** Opening Source records block **

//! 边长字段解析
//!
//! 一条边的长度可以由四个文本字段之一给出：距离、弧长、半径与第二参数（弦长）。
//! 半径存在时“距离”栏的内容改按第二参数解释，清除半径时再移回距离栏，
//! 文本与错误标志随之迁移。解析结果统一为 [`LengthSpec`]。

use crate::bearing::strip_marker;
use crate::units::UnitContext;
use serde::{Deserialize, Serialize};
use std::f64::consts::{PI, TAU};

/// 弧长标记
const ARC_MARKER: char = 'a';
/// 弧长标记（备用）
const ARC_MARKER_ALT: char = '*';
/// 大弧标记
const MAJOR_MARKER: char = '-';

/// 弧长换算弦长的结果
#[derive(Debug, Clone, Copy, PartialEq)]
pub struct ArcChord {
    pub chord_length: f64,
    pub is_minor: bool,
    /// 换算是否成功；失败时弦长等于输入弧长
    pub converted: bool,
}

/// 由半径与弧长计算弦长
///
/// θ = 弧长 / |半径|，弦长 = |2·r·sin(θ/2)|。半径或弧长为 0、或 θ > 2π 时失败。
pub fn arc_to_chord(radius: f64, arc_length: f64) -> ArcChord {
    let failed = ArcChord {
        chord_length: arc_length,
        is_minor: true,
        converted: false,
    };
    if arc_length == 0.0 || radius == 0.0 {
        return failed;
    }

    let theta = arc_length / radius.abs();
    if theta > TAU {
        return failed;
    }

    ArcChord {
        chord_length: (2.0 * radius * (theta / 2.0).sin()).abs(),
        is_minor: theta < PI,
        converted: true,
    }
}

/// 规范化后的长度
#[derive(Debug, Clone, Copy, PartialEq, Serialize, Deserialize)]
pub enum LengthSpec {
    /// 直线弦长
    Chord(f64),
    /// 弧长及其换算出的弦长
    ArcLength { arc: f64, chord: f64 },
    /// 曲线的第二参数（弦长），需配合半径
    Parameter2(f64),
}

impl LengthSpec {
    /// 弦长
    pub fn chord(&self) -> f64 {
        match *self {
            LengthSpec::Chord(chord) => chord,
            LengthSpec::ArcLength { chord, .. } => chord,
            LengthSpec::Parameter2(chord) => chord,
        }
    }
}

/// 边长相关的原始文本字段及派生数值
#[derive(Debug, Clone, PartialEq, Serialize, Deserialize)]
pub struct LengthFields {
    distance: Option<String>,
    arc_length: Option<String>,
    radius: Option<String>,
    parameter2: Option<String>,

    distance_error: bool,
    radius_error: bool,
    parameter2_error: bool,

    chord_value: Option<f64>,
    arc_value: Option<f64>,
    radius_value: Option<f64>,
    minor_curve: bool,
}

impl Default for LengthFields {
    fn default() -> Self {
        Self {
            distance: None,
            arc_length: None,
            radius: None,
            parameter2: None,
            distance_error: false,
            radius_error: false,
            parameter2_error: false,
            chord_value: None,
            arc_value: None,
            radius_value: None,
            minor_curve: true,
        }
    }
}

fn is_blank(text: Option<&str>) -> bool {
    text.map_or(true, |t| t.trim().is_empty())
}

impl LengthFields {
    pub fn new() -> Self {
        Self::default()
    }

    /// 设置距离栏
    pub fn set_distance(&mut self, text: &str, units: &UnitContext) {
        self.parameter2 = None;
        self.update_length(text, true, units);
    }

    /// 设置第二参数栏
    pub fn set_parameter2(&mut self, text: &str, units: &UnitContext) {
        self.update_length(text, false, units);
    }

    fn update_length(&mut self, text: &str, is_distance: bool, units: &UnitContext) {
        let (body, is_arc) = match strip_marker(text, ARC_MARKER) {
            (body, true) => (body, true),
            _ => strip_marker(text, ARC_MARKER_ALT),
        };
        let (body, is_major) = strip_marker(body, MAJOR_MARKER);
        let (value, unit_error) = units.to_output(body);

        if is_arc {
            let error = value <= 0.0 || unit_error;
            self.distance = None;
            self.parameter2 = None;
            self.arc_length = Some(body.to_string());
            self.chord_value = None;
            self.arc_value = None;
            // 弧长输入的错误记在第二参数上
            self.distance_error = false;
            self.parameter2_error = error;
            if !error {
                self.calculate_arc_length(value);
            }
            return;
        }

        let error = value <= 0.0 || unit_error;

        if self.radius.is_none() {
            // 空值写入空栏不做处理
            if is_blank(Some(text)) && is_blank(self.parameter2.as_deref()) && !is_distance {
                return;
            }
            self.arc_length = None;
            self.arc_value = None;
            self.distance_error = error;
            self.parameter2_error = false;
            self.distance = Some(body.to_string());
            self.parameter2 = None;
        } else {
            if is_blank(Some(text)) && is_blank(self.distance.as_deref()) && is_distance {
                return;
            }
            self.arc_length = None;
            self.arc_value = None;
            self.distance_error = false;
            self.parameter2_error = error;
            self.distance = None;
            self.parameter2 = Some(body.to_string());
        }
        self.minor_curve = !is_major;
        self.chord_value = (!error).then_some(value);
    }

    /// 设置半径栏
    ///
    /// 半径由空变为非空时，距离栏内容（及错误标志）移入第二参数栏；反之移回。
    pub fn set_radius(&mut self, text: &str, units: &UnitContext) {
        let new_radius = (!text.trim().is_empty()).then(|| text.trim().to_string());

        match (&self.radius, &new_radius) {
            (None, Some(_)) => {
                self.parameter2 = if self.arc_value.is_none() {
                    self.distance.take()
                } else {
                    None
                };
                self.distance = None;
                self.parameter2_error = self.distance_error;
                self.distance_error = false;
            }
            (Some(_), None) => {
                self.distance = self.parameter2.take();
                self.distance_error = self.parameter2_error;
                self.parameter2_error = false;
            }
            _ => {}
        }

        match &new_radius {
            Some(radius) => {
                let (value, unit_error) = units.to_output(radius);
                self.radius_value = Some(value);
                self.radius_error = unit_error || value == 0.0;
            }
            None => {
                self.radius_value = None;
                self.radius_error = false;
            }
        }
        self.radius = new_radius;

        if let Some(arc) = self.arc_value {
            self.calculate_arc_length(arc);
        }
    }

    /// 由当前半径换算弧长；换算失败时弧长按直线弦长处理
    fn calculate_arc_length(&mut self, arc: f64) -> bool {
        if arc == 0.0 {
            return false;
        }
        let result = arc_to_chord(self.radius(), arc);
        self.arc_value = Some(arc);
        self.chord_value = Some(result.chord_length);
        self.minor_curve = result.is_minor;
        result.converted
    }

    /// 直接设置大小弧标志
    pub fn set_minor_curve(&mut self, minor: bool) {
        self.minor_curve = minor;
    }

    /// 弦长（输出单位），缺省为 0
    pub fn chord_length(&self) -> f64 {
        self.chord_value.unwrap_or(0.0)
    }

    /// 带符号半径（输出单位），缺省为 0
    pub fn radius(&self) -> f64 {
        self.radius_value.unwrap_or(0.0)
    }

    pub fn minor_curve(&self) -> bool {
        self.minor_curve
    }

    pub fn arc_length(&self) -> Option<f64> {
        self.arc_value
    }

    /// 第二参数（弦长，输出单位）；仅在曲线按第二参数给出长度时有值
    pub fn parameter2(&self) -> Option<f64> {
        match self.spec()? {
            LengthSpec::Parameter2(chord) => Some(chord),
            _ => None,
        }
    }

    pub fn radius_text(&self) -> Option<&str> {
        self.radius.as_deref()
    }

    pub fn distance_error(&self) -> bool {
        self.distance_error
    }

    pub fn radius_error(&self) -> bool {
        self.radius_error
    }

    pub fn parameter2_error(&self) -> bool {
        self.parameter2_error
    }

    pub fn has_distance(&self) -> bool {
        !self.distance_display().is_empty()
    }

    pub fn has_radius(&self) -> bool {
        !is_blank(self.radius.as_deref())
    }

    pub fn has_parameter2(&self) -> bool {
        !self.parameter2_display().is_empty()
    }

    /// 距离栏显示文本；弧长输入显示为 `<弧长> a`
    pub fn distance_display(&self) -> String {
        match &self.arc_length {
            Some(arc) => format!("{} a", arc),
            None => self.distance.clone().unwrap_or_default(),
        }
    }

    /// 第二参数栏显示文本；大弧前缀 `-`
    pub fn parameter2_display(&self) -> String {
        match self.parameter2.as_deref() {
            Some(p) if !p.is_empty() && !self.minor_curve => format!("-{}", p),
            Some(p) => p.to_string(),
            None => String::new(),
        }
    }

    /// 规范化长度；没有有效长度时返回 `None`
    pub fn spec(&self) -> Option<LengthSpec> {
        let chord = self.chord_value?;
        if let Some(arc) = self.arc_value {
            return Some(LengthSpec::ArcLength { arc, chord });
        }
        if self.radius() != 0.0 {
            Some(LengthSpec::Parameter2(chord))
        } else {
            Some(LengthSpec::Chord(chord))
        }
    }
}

** Closing Source records block **

Search the data above for the string "impl" and report each line that holds it.

impl LengthSpec {
impl Default for LengthFields {
impl LengthFields {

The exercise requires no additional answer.